• _Aim of the task_: Search the listing below for the string "pick", then copy every line it appears in.

• _Data to examine_:
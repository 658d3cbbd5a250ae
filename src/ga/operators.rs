//! Genetic operators over timetables.
//!
//! Candidate generation, two-point crossover, and per-gene mutation. All
//! operators are pure over their inputs and draw randomness from an
//! injected [`Rng`], so seeded runs reproduce exactly.
//!
//! Generation and mutation are deliberately constraint-blind: they sample
//! teachers, groups, slots, and audiences uniformly from the catalogs and
//! let fitness penalize the violations.

use rand::prelude::IndexedRandom;
use rand::Rng;

use crate::models::{Lesson, Timetable, TimetableProblem};

/// Creates a uniformly random timetable for the problem.
///
/// Assigns each subject, in problem order, a uniformly drawn teacher,
/// group, time slot in `[1, classes_per_day]`, and (when audiences are
/// modeled) audience. Expects a problem accepted by
/// [`crate::validation::validate_problem`].
pub fn random_timetable<R: Rng>(problem: &TimetableProblem, rng: &mut R) -> Timetable {
    let lessons = problem
        .subjects
        .iter()
        .map(|subject| random_lesson(subject, problem, rng))
        .collect();
    Timetable::new(lessons)
}

/// Creates `size` independent random timetables.
pub fn random_population<R: Rng>(
    problem: &TimetableProblem,
    size: usize,
    rng: &mut R,
) -> Vec<Timetable> {
    (0..size).map(|_| random_timetable(problem, rng)).collect()
}

/// Resamples one gene: fresh teacher, group, slot, and audience for a
/// fixed subject.
fn random_lesson<R: Rng>(subject: &str, problem: &TimetableProblem, rng: &mut R) -> Lesson {
    Lesson {
        subject: subject.to_string(),
        teacher: pick(&problem.teachers, rng),
        group: pick(&problem.groups, rng),
        time_slot: rng.random_range(1..=problem.classes_per_day),
        audience: problem.audiences.choose(rng).cloned(),
    }
}

fn pick<R: Rng>(ids: &[String], rng: &mut R) -> String {
    ids.choose(rng).cloned().unwrap_or_default()
}

/// Two-point crossover with random interior cut points.
///
/// Samples cut points `p1 < p2` with `p1 >= 1` and `p2 <= len - 1`, then
/// swaps the `[p1, p2)` segment between the parents. Since genes are
/// positional by subject, the children automatically keep one lesson per
/// subject at the subject's position.
///
/// Returns `None` when the parents hold fewer than three lessons — no
/// interior two-point split exists for them.
pub fn crossover<R: Rng>(
    a: &Timetable,
    b: &Timetable,
    rng: &mut R,
) -> Option<(Timetable, Timetable)> {
    let len = a.len();
    if len < 3 {
        return None;
    }
    let p1 = rng.random_range(1..len - 1);
    let p2 = rng.random_range(p1 + 1..len);
    Some(crossover_at(a, b, p1, p2))
}

/// Two-point crossover at fixed cut points.
///
/// Builds `(a[..p1] ++ b[p1..p2] ++ a[p2..], b[..p1] ++ a[p1..p2] ++
/// b[p2..])`. Cut points must satisfy `p1 < p2 <= len`; applying the same
/// cut points twice restores the original parents.
pub fn crossover_at(a: &Timetable, b: &Timetable, p1: usize, p2: usize) -> (Timetable, Timetable) {
    (splice(a, b, p1, p2), splice(b, a, p1, p2))
}

fn splice(base: &Timetable, donor: &Timetable, p1: usize, p2: usize) -> Timetable {
    let mut lessons = Vec::with_capacity(base.len());
    lessons.extend_from_slice(&base.lessons[..p1]);
    lessons.extend_from_slice(&donor.lessons[p1..p2]);
    lessons.extend_from_slice(&base.lessons[p2..]);
    Timetable::new(lessons)
}

/// Per-gene mutation.
///
/// Independently, with probability `rate` per lesson, resamples the
/// lesson's teacher, group, slot, and audience from the same distribution
/// the generator uses. The subject at each position is never altered.
/// Returns a new timetable; the input is untouched.
pub fn mutate<R: Rng>(
    timetable: &Timetable,
    problem: &TimetableProblem,
    rate: f64,
    rng: &mut R,
) -> Timetable {
    let lessons = timetable
        .lessons
        .iter()
        .map(|lesson| {
            if rng.random_bool(rate) {
                random_lesson(&lesson.subject, problem, rng)
            } else {
                lesson.clone()
            }
        })
        .collect();
    Timetable::new(lessons)
}
//! History tools.
//!
//! The outbound search key is `query` (not `text`) and item times arrive
//! under `lastVisitTime` as epoch milliseconds; both are load-bearing
//! contracts with the extension.

// ============================================================================
// Imports
// ============================================================================

use chrono::DateTime;
use serde_json::{Value, json};

use crate::bridge::Bridge;
use crate::error::{Error, Result};
use crate::protocol::Action;
use crate::transport::DEFAULT_CALL_TIMEOUT;

use super::{opt_u64, require_str};

// ============================================================================
// Tools
// ============================================================================

/// `history_query`: searches browser history.
///
/// An empty query is rejected locally rather than forwarded.
pub async fn query(bridge: &Bridge, args: &Value) -> Result<String> {
    let query = require_str(args, "query")?;
    let max_results = opt_u64(args, "max_results", 50)?;
    if max_results == 0 {
        return Err(Error::invalid_argument("'max_results' must be positive"));
    }

    let data = bridge
        .dispatcher
        .call(
            Action::HistoryQuery,
            json!({"query": query, "maxResults": max_results}),
            DEFAULT_CALL_TIMEOUT,
        )
        .await?;

    let items = history_items(&data);
    let mut out = format!("History results for '{query}' ({} found):", items.len());
    for item in &items {
        out.push('\n');
        out.push_str(&format_item_line(item));
    }
    Ok(out)
}

/// `history_get_recent`: fetches the most recent history items.
pub async fn get_recent(bridge: &Bridge, args: &Value) -> Result<String> {
    let count = opt_u64(args, "count", 10)?;
    if count == 0 {
        return Err(Error::invalid_argument("'count' must be positive"));
    }

    let data = bridge
        .dispatcher
        .call(Action::HistoryRecent, json!({"count": count}), DEFAULT_CALL_TIMEOUT)
        .await?;

    let items = history_items(&data);
    let mut out = format!("Recent history ({} items):", items.len());
    for item in &items {
        out.push('\n');
        out.push_str(&format_item_line(item));
    }
    Ok(out)
}

/// `history_delete_item`: deletes one history item by URL.
pub async fn delete_item(bridge: &Bridge, args: &Value) -> Result<String> {
    let url = require_str(args, "url")?;
    bridge
        .dispatcher
        .call(Action::HistoryDeleteItem, json!({"url": url}), DEFAULT_CALL_TIMEOUT)
        .await?;
    Ok(format!("Deleted history item: {url}"))
}

// ============================================================================
// Formatting
// ============================================================================

fn history_items(data: &Value) -> Vec<Value> {
    data.get("items")
        .and_then(Value::as_array)
        .cloned()
        .unwrap_or_default()
}

fn format_item_line(item: &Value) -> String {
    let title = item.get("title").and_then(Value::as_str).unwrap_or("(no title)");
    let url = item.get("url").and_then(Value::as_str).unwrap_or("");
    format!(
        "- {title} - {url} (last visited: {})",
        render_last_visit(item)
    )
}

/// Renders the extension's `lastVisitTime` epoch-millisecond field.
fn render_last_visit(item: &Value) -> String {
    item.get("lastVisitTime")
        .and_then(Value::as_f64)
        .and_then(|ms| DateTime::from_timestamp_millis(ms as i64))
        .map_or_else(
            || "unknown".to_string(),
            |dt| dt.format("%Y-%m-%d %H:%M:%S UTC").to_string(),
        )
}

// ============================================================================
// Tests
// ============================================================================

• _Answer below_:
        teacher: pick(&problem.teachers, rng),
        group: pick(&problem.groups, rng),
fn pick<R: Rng>(ids: &[String], rng: &mut R) -> String {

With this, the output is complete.